What’s the difference between Sci-fi and Fantasy? Thriller and Mystery? All this can be found online.
BABY STEPS
Once you have your age group and your genre defined, you start to build your audience. You search for groups and organizations that read and write your genre. I mentioned Romance Writers of America, RWA, but there are organizations built around every genre. Mystery Writers of America, Thriller Writers of America, etc. Join these groups. Talk with other writers writing your genre. Find out where your readers hangout—in real life and online. Learn the buzzwords.
GET SOCIAL
I still go to see my favorite authors at bookstores. Independent Bookstores are often open to setting up an author signing. Contact those in your area and get out there and talk face-to-face with your readers. This is the best way to learn if you’re hitting your target audience. Find out what your readers like about your writing. Next…wait for it…Social Media. You hate it. I know, it takes away from writing, but you must connect with your readers. Find the medium you prefer, FaceBook, Twitter, Pinterest, etc, and stick with it. Make connections. As much as I hate anything that takes me away from my writing, I treasure the contacts I’ve made on FaceBook and Twitter. I’ve found interesting blog posts, I’ve found wonderful books, and I’ve had conversations with people I never would have met otherwise. You don’t have to do them all, but choose one or two and use them religiously.

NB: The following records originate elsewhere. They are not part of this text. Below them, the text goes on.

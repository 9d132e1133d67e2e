//! SQLite-backed implementations of the hub's collaborator traits. Every
//! call hops to the blocking pool so the runtime threads never wait on disk.

use async_trait::async_trait;

use agora_core::collaborators::{FollowerDirectory, MessageStore, UserDirectory};
use agora_core::{CollaboratorError, MessageId, UserId};

use crate::database::Database;
use crate::error::StoreError;
use crate::follows::FollowRepo;
use crate::messages::MessageRepo;
use crate::users::UserRepo;

#[derive(Clone)]
pub struct SqliteCollaborators {
    db: Database,
}

impl SqliteCollaborators {
    pub fn new(db: Database) -> Self {
        Self { db }
    }

    async fn blocking<F, T>(&self, f: F) -> Result<T, StoreError>
    where
        F: FnOnce(Database) -> Result<T, StoreError> + Send + 'static,
        T: Send + 'static,
    {
        let db = self.db.clone();
        tokio::task::spawn_blocking(move || f(db)).await?
    }
}

#[async_trait]
impl FollowerDirectory for SqliteCollaborators {
    async fn followers_of(&self, user: &UserId) -> Result<Vec<UserId>, CollaboratorError> {
        let user = user.clone();
        Ok(self
            .blocking(move |db| FollowRepo::new(db).followers_of(&user))
            .await?)
    }
}

#[async_trait]
impl MessageStore for SqliteCollaborators {
    async fn store_message(
        &self,
        sender: &UserId,
        target: &str,
        content: &str,
    ) -> Result<MessageId, CollaboratorError> {
        let sender = sender.clone();
        let target = target.to_owned();
        let content = content.to_owned();
        let row = self
            .blocking(move |db| MessageRepo::new(db).insert(&sender, &target, &content))
            .await?;
        Ok(row.id)
    }
}

#[async_trait]
impl UserDirectory for SqliteCollaborators {
    async fn user_exists(&self, user: &UserId) -> Result<bool, CollaboratorError> {
        let user = user.clone();
        Ok(self.blocking(move |db| UserRepo::new(db).exists(&user)).await?)
    }
}
//! Fan-out: resolve the recipients of one logical event and push to each.
//!
//! Every path absorbs per-recipient failures. The returned [`FanOutReport`]
//! says what happened; callers are free to drop it.

use std::sync::Arc;

use serde_json::Value;
use tracing::{debug, warn};

use agora_core::collaborators::FollowerDirectory;
use agora_core::notifications::NotificationPayload;
use agora_core::{DirectMessage, Envelope, RoomId, UserId};

use crate::connection::Delivery;
use crate::registry::{encode, ConnectionRegistry};
use crate::rooms::RoomTracker;

#[derive(Clone, Copy, Debug, Default, PartialEq, Eq)]
pub struct FanOutReport {
    pub attempted: usize,
    pub delivered: usize,
    pub dropped: usize,
}

impl FanOutReport {
    fn record(&mut self, delivery: Delivery) {
        self.attempted += 1;
        match delivery {
            Delivery::Delivered => self.delivered += 1,
            Delivery::Dropped(_) => self.dropped += 1,
        }
    }
}

pub struct Dispatcher {
    registry: Arc<ConnectionRegistry>,
    rooms: Arc<RoomTracker>,
    followers: Arc<dyn FollowerDirectory>,
}

impl Dispatcher {
    pub fn new(
        registry: Arc<ConnectionRegistry>,
        rooms: Arc<RoomTracker>,
        followers: Arc<dyn FollowerDirectory>,
    ) -> Self {
        Self {
            registry,
            rooms,
            followers,
        }
    }

    /// Wrap `data` in a `notification` envelope for one user.
    pub fn notify_user(&self, user: &UserId, notification_type: &str, data: Value) -> Delivery {
        self.registry
            .send_to_user(user, &Envelope::notification(notification_type, data))
    }

    /// Deliver a prebuilt notification. Returns `None` when `recipient` is
    /// the actor, who is never notified about their own action.
    pub fn notify(&self, recipient: &UserId, payload: &NotificationPayload) -> Option<Delivery> {
        if payload.is_self_action(recipient) {
            debug!(user_id = %recipient, kind = payload.kind.as_str(), "skipping self notification");
            return None;
        }
        Some(self.notify_user(recipient, payload.kind.as_str(), payload.data.clone()))
    }

    /// Tell every online follower of `user` about a presence change.
    pub async fn broadcast_online_status(&self, user: &UserId, is_online: bool) -> FanOutReport {
        let followers = match self.followers.followers_of(user).await {
            Ok(followers) => followers,
            Err(e) => {
                warn!(user_id = %user, error = %e, "follower lookup failed, skipping presence broadcast");
                return FanOutReport::default();
            }
        };

        let online: Vec<UserId> = followers
            .into_iter()
            .filter(|f| self.registry.is_online(f))
            .collect();
        if online.is_empty() {
            return FanOutReport::default();
        }

        let envelope = Envelope::online_status(user.clone(), is_online);
        let report = self.fan_out(&envelope, online.iter());
        debug!(user_id = %user, is_online, ?report, "presence broadcast");
        report
    }

    /// `chat_message` to every member of `room`, the sender's echo included.
    pub fn send_chat_message(&self, room: &RoomId, sender: &UserId, text: &str) -> FanOutReport {
        let members = self.rooms.members(room);
        let envelope = Envelope::chat_message(room.clone(), sender.clone(), text);
        let report = self.fan_out(&envelope, members.iter());
        debug!(room_id = %room, sender = %sender, ?report, "chat fan-out");
        report
    }

    /// `user_typing` to every member of `room` except the typist.
    pub fn send_typing(&self, room: &RoomId, sender: &UserId) -> FanOutReport {
        let members = self.rooms.members(room);
        let envelope = Envelope::UserTyping {
            user_id: sender.clone(),
            room_id: room.clone(),
        };
        self.fan_out(&envelope, members.iter().filter(|m| *m != sender))
    }

    /// Push a persisted direct message to both sides of the conversation,
    /// each with its own `is_own` flag.
    pub fn send_direct_message(
        &self,
        conversation_id: &str,
        recipient: &UserId,
        message: &DirectMessage,
    ) -> FanOutReport {
        let mut report = FanOutReport::default();
        let copies = [
            (recipient, message.for_viewer(false)),
            (&message.sender.id, message.for_viewer(true)),
        ];
        for (viewer, copy) in copies {
            let envelope = Envelope::NewMessage {
                conversation_id: conversation_id.to_owned(),
                message: copy,
            };
            report.record(self.registry.send_to_user(viewer, &envelope));
        }
        report
    }

    fn fan_out<'a>(
        &self,
        envelope: &Envelope,
        recipients: impl Iterator<Item = &'a UserId>,
    ) -> FanOutReport {
        let mut report = FanOutReport::default();
        let Some(frame) = encode(envelope) else {
            return report;
        };
        for user in recipients {
            report.record(self.registry.send_frame(user, frame.clone()));
        }
        report
    }
}

#[cfg(test)]
mod tests {
    use super::*;
    use agora_core::memory::InMemoryFollows;
    use agora_core::{CollaboratorError, MessageId, UserSummary};
    use agora_telemetry::DeliveryStats;
    use async_trait::async_trait;
    use tokio::sync::mpsc;

    use crate::connection::{Connection, DropReason, Frame};

    struct Harness {
        registry: Arc<ConnectionRegistry>,
        rooms: Arc<RoomTracker>,
        follows: Arc<InMemoryFollows>,
        dispatcher: Dispatcher,
    }

    fn harness() -> Harness {
        let registry = Arc::new(ConnectionRegistry::new(Arc::new(DeliveryStats::new())));
        let rooms = Arc::new(RoomTracker::new());
        let follows = Arc::new(InMemoryFollows::new());
        let dispatcher = Dispatcher::new(
            Arc::clone(&registry),
            Arc::clone(&rooms),
            Arc::clone(&follows) as Arc<dyn FollowerDirectory>,
        );
        Harness {
            registry,
            rooms,
            follows,
            dispatcher,
        }
    }

    impl Harness {
        fn online(&self, user: &str) -> mpsc::Receiver<Frame> {
            let (conn, rx) = Connection::open(UserId::from_raw(user), 16);
            let _ = self.registry.connect(conn);
            rx
        }
    }

    fn next_json(rx: &mut mpsc::Receiver<Frame>) -> Value {
        let frame = rx.try_recv().expect("expected a frame");
        serde_json::from_str(&frame).unwrap()
    }

    fn user(s: &str) -> UserId {
        UserId::from_raw(s)
    }

    fn room(s: &str) -> RoomId {
        RoomId::from_raw(s)
    }

    #[test]
    fn fan_out_shares_one_encoded_buffer() {
        let h = harness();
        let mut alice = h.online("alice");
        let mut bob = h.online("bob");
        let _ = h.rooms.join(&room("general"), &user("alice"));
        let _ = h.rooms.join(&room("general"), &user("bob"));

        let _ = h.dispatcher.send_chat_message(&room("general"), &user("alice"), "hi");
        let a = alice.try_recv().unwrap();
        let b = bob.try_recv().unwrap();
        assert_eq!(a, b);
        assert_eq!(a.as_str().as_ptr(), b.as_str().as_ptr());
    }

    #[test]
    fn chat_reaches_members_including_sender() {
        let h = harness();
        let mut alice = h.online("alice");
        let mut bob = h.online("bob");
        let _ = h.rooms.join(&room("general"), &user("alice"));
        let _ = h.rooms.join(&room("general"), &user("bob"));

        let report = h.dispatcher.send_chat_message(&room("general"), &user("bob"), "hello");
        assert_eq!(report, FanOutReport { attempted: 2, delivered: 2, dropped: 0 });

        let v = next_json(&mut alice);
        assert_eq!(v["type"], "chat_message");
        assert_eq!(v["sender_id"], "bob");
        assert_eq!(v["message"], "hello");
        assert_eq!(next_json(&mut bob)["type"], "chat_message");
    }

    #[test]
    fn chat_is_isolated_by_room() {
        let h = harness();
        let mut a = h.online("a");
        let mut b = h.online("b");
        let _ = h.rooms.join(&room("r1"), &user("a"));
        let _ = h.rooms.join(&room("r2"), &user("b"));

        let _ = h.dispatcher.send_chat_message(&room("r1"), &user("a"), "hi");
        assert_eq!(next_json(&mut a)["room_id"], "r1");
        assert!(b.try_recv().is_err());
    }

    #[test]
    fn failing_member_does_not_block_others() {
        let h = harness();
        let broken = h.online("broken");
        let mut healthy = h.online("healthy");
        drop(broken);
        let _ = h.rooms.join(&room("r"), &user("broken"));
        let _ = h.rooms.join(&room("r"), &user("healthy"));

        let report = h.dispatcher.send_chat_message(&room("r"), &user("healthy"), "still here");
        assert_eq!(report.attempted, 2);
        assert_eq!(report.delivered, 1);
        assert_eq!(report.dropped, 1);
        assert_eq!(next_json(&mut healthy)["message"], "still here");
    }

    #[test]
    fn offline_member_is_a_silent_drop() {
        let h = harness();
        let _ = h.rooms.join(&room("r"), &user("ghost"));
        let report = h.dispatcher.send_chat_message(&room("r"), &user("x"), "anyone?");
        assert_eq!(report.dropped, 1);
        // Membership outlives connectivity.
        assert_eq!(h.rooms.members(&room("r")), vec![user("ghost")]);
    }

    #[test]
    fn typing_skips_sender() {
        let h = harness();
        let mut alice = h.online("alice");
        let mut bob = h.online("bob");
        let _ = h.rooms.join(&room("general"), &user("alice"));
        let _ = h.rooms.join(&room("general"), &user("bob"));

        let report = h.dispatcher.send_typing(&room("general"), &user("bob"));
        assert_eq!(report.attempted, 1);
        let v = next_json(&mut alice);
        assert_eq!(v["type"], "user_typing");
        assert_eq!(v["user_id"], "bob");
        assert!(bob.try_recv().is_err());
    }

    #[test]
    fn typing_in_unknown_room_sends_nothing() {
        let h = harness();
        let report = h.dispatcher.send_typing(&room("nowhere"), &user("bob"));
        assert_eq!(report, FanOutReport::default());
    }

    #[tokio::test]
    async fn presence_goes_to_online_followers_only() {
        let h = harness();
        h.follows.follow("bob", "alice");
        h.follows.follow("carol", "alice");
        let mut bob = h.online("bob");

        let report = h.dispatcher.broadcast_online_status(&user("alice"), true).await;
        assert_eq!(report, FanOutReport { attempted: 1, delivered: 1, dropped: 0 });
        let v = next_json(&mut bob);
        assert_eq!(v["type"], "online_status");
        assert_eq!(v["user_id"], "alice");
        assert_eq!(v["is_online"], true);
    }

    #[tokio::test]
    async fn presence_not_sent_to_non_followers() {
        let h = harness();
        let mut dave = h.online("dave");
        let _ = h.dispatcher.broadcast_online_status(&user("alice"), true).await;
        assert!(dave.try_recv().is_err());
    }

    struct FailingFollows;

    #[async_trait]
    impl FollowerDirectory for FailingFollows {
        async fn followers_of(&self, _: &UserId) -> Result<Vec<UserId>, CollaboratorError> {
            Err(CollaboratorError::Unavailable("db down".into()))
        }
    }

    #[tokio::test]
    async fn follower_lookup_failure_is_absorbed() {
        let registry = Arc::new(ConnectionRegistry::new(Arc::new(DeliveryStats::new())));
        let dispatcher = Dispatcher::new(
            registry,
            Arc::new(RoomTracker::new()),
            Arc::new(FailingFollows),
        );
        let report = dispatcher.broadcast_online_status(&user("alice"), false).await;
        assert_eq!(report, FanOutReport::default());
    }

    #[test]
    fn notify_user_wraps_data() {
        let h = harness();
        let mut alice = h.online("alice");
        let delivery = h
            .dispatcher
            .notify_user(&user("alice"), "like", serde_json::json!({"post": {"id": "p1"}}));
        assert!(delivery.is_delivered());
        let v = next_json(&mut alice);
        assert_eq!(v["type"], "notification");
        assert_eq!(v["notification_type"], "like");
        assert_eq!(v["data"]["post"]["id"], "p1");
        assert!(v["timestamp"].is_string());
    }

    #[test]
    fn notify_user_offline_is_dropped() {
        let h = harness();
        let delivery = h.dispatcher.notify_user(&user("nobody"), "follow", Value::Null);
        assert_eq!(delivery, Delivery::Dropped(DropReason::Offline));
    }

    #[test]
    fn notify_skips_self_action() {
        let h = harness();
        let mut alice = h.online("alice");
        let actor = UserSummary {
            id: user("alice"),
            username: "alice".into(),
            profile_picture: None,
        };
        let payload = NotificationPayload::follow(&actor);
        assert!(h.dispatcher.notify(&user("alice"), &payload).is_none());
        assert!(alice.try_recv().is_err());
    }

    #[test]
    fn direct_message_goes_to_both_sides() {
        let h = harness();
        let mut alice = h.online("alice");
        let mut bob = h.online("bob");
        let message = DirectMessage {
            id: MessageId::from_raw("msg_1"),
            content: "hey".into(),
            message_type: "text".into(),
            sender: UserSummary {
                id: user("bob"),
                username: "bob".into(),
                profile_picture: None,
            },
            is_own: false,
            is_read: false,
            created_at: "2024-01-01T00:00:00.000000".into(),
        };

        let report = h.dispatcher.send_direct_message("conv-1", &user("alice"), &message);
        assert_eq!(report.delivered, 2);

        let to_alice = next_json(&mut alice);
        assert_eq!(to_alice["type"], "new_message");
        assert_eq!(to_alice["conversation_id"], "conv-1");
        assert_eq!(to_alice["message"]["is_own"], false);
        let to_bob = next_json(&mut bob);
        assert_eq!(to_bob["message"]["is_own"], true);
        assert_eq!(to_bob["message"]["sender"]["username"], "bob");
    }
}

SEARCH ENGINE OPTIMIZATION or SEO
This is a little more advanced for writers who’ve already tackled the above. Once you start to learn the lingo associated with your genre, google it. What comes up when you google those words. These words will lead you to other words, and these other words will lead you to other groups, organizations, and readers. Maybe your novel has a knitting circle in it. If you google “knitting” or “knitting circle” you will get terms specific for knitting. You will also find organizations associated with knitting circles. Wouldn’t their members be interested in reading your novel?

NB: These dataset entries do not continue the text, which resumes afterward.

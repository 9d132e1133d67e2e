/// Handshake-time credential failures. The only error class that is fatal
/// to a session.
#[derive(Clone, Debug, PartialEq, Eq, thiserror::Error)]
pub enum AuthError {
    #[error("missing credential")]
    Missing,
    #[error("invalid credential: {0}")]
    Invalid(String),
    #[error("credential expired")]
    Expired,
    #[error("unknown user: {0}")]
    UnknownUser(String),
}

impl AuthError {
    /// Reason string sent in the close frame. Kept generic so clients cannot
    /// learn which users exist.
    pub fn close_reason(&self) -> &'static str {
        "Authentication failed"
    }

    /// Short classification string for logging.
    pub fn error_kind(&self) -> &'static str {
        match self {
            Self::Missing => "missing",
            Self::Invalid(_) => "invalid",
            Self::Expired => "expired",
            Self::UnknownUser(_) => "unknown_user",
        }
    }
}

/// Failure reported by an external collaborator (follower lookup, message
/// persistence). Absorbed by the dispatcher and session loop.
#[derive(Clone, Debug, PartialEq, Eq, thiserror::Error)]
pub enum CollaboratorError {
    #[error("collaborator unavailable: {0}")]
    Unavailable(String),
    #[error("not found: {0}")]
    NotFound(String),
}

/// Why an inbound frame was rejected. Never reported to the client.
#[derive(Clone, Debug, PartialEq, Eq, thiserror::Error)]
pub enum FrameError {
    #[error("malformed frame: {0}")]
    Malformed(String),
    #[error("unknown frame type: {0}")]
    UnknownType(String),
    #[error("missing field `{field}` for `{frame_type}`")]
    MissingField {
        frame_type: &'static str,
        field: &'static str,
    },
}
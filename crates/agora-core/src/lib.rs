//! Shared vocabulary for the Agora real-time hub: identifiers, the inbound
//! command and outbound envelope unions, notification payloads, and the
//! collaborator traits the hub consumes.

pub mod collaborators;
pub mod command;
pub mod envelope;
pub mod errors;
pub mod ids;
pub mod memory;
pub mod notifications;
pub mod time;

pub use command::Command;
pub use envelope::{DirectMessage, Envelope, UserSummary};
pub use errors::{AuthError, CollaboratorError, FrameError};
pub use ids::{ConnectionId, MessageId, RoomId, UserId};
//! Settings loading with deep merge and environment variable overrides.
//!
//! 1. Start with [`AgoraSettings::default()`]
//! 2. Deep-merge `~/.agora/settings.json` (or an explicit path) over the defaults
//! 3. Apply `AGORA_*` environment overrides
//!
//! Objects merge per key, arrays and primitives are replaced, and nulls in the
//! file are skipped.

use std::path::{Path, PathBuf};

use secrecy::SecretString;
use serde_json::Value;
use tracing::debug;

use crate::errors::Result;
use crate::types::AgoraSettings;

/// `~/.agora`, falling back to `/tmp/.agora` when `HOME` is unset.
pub fn agora_home() -> PathBuf {
    let home = std::env::var("HOME").unwrap_or_else(|_| "/tmp".to_string());
    PathBuf::from(home).join(".agora")
}

pub fn settings_path() -> PathBuf {
    agora_home().join("settings.json")
}

/// Load settings from the default path with env var overrides.
pub fn load_settings() -> Result<AgoraSettings> {
    load_settings_from_path(&settings_path())
}

/// Load settings from `path` with env var overrides. A missing file yields
/// defaults; a malformed one is an error.
pub fn load_settings_from_path(path: &Path) -> Result<AgoraSettings> {
    let mut settings = load_file(path)?;
    apply_env_overrides(&mut settings, |name| std::env::var(name).ok());
    Ok(settings)
}

fn load_file(path: &Path) -> Result<AgoraSettings> {
    let defaults = serde_json::to_value(AgoraSettings::default())?;

    let merged = if path.exists() {
        debug!(?path, "loading settings from file");
        let content = std::fs::read_to_string(path)?;
        let user: Value = serde_json::from_str(&content)?;
        deep_merge(defaults, user)
    } else {
        debug!(?path, "settings file not found, using defaults");
        defaults
    };

    Ok(serde_json::from_value(merged)?)
}

pub fn deep_merge(target: Value, source: Value) -> Value {
    match (target, source) {
        (Value::Object(mut target_map), Value::Object(source_map)) => {
            for (key, source_val) in source_map {
                if source_val.is_null() {
                    continue;
                }
                let merged = match target_map.remove(&key) {
                    Some(target_val) => deep_merge(target_val, source_val),
                    None => source_val,
                };
                let _ = target_map.insert(key, merged);
            }
            Value::Object(target_map)
        }
        (_, source) => source,
    }
}

/// Apply `AGORA_*` overrides read through `lookup`. Invalid values are logged
/// and ignored.
pub fn apply_env_overrides<F>(settings: &mut AgoraSettings, lookup: F)
where
    F: Fn(&str) -> Option<String>,
{
    let env = EnvReader { lookup };

    if let Some(v) = env.string("AGORA_HOST") {
        settings.server.host = v;
    }
    if let Some(v) = env.u16("AGORA_PORT") {
        settings.server.port = v;
    }
    if let Some(v) = env.usize_range("AGORA_SEND_QUEUE", 1, 65_536) {
        settings.server.max_send_queue = v;
    }
    if let Some(v) = env.string("AGORA_JWT_SECRET") {
        settings.auth.jwt_secret = SecretString::from(v);
    }
    if let Some(v) = env.bool("AGORA_REQUIRE_KNOWN_USER") {
        settings.auth.require_known_user = v;
    }
    if let Some(v) = env.string("AGORA_DB_PATH") {
        settings.store.db_path = v;
    }
    if let Some(v) = env.string("AGORA_LOG_LEVEL") {
        settings.logging.level = v;
    }
    if let Some(v) = env.bool("AGORA_LOG_JSON") {
        settings.logging.json = v;
    }
}

/// Accepts (case-insensitive) `true`/`1`/`yes`/`on` or `false`/`0`/`no`/`off`.
pub fn parse_bool(val: &str) -> Option<bool> {
    match val.to_lowercase().as_str() {
        "true" | "1" | "yes" | "on" => Some(true),
        "false" | "0" | "no" | "off" => Some(false),
        _ => None,
    }
}

pub fn parse_usize_range(val: &str, min: usize, max: usize) -> Option<usize> {
    let n: usize = val.parse().ok()?;
    (n >= min && n <= max).then_some(n)
}

struct EnvReader<F> {
    lookup: F,
}

impl<F> EnvReader<F>
where
    F: Fn(&str) -> Option<String>,
{
    fn string(&self, name: &str) -> Option<String> {
        (self.lookup)(name).filter(|v| !v.is_empty())
    }

    fn bool(&self, name: &str) -> Option<bool> {
        let val = (self.lookup)(name)?;
        let result = parse_bool(&val);
        if result.is_none() {
            tracing::warn!(key = name, value = %val, "invalid boolean env var, ignoring");
        }
        result
    }

    fn u16(&self, name: &str) -> Option<u16> {
        let val = (self.lookup)(name)?;
        let result = val.parse::<u16>().ok();
        if result.is_none() {
            tracing::warn!(key = name, value = %val, "invalid port env var, ignoring");
        }
        result
    }

    fn usize_range(&self, name: &str, min: usize, max: usize) -> Option<usize> {
        let val = (self.lookup)(name)?;
        let result = parse_usize_range(&val, min, max);
        if result.is_none() {
            tracing::warn!(key = name, value = %val, "invalid usize env var, ignoring");
        }
        result
    }
}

Also, these new “googled” words are what you use on your website or blog or book page to target search engines. For example, if I google “mystery” about two zillion sites come up. So then if I do an advance search using “mystery novel” I narrow it down to nine hundred thousand sites. Now if I google “mystery Belvedere” my book The Belvedere Club on Amazon is the first site to come up and my website is the second. What you are looking for in your SEO data are words that make your work standout.
ONE LAST THING
The message I want to leave you with is “Be specific” in targeting your audience. Think of your writing. You don’t use general nouns and verbs to describe something, you use specifics. Do the same thing when targeting your audience.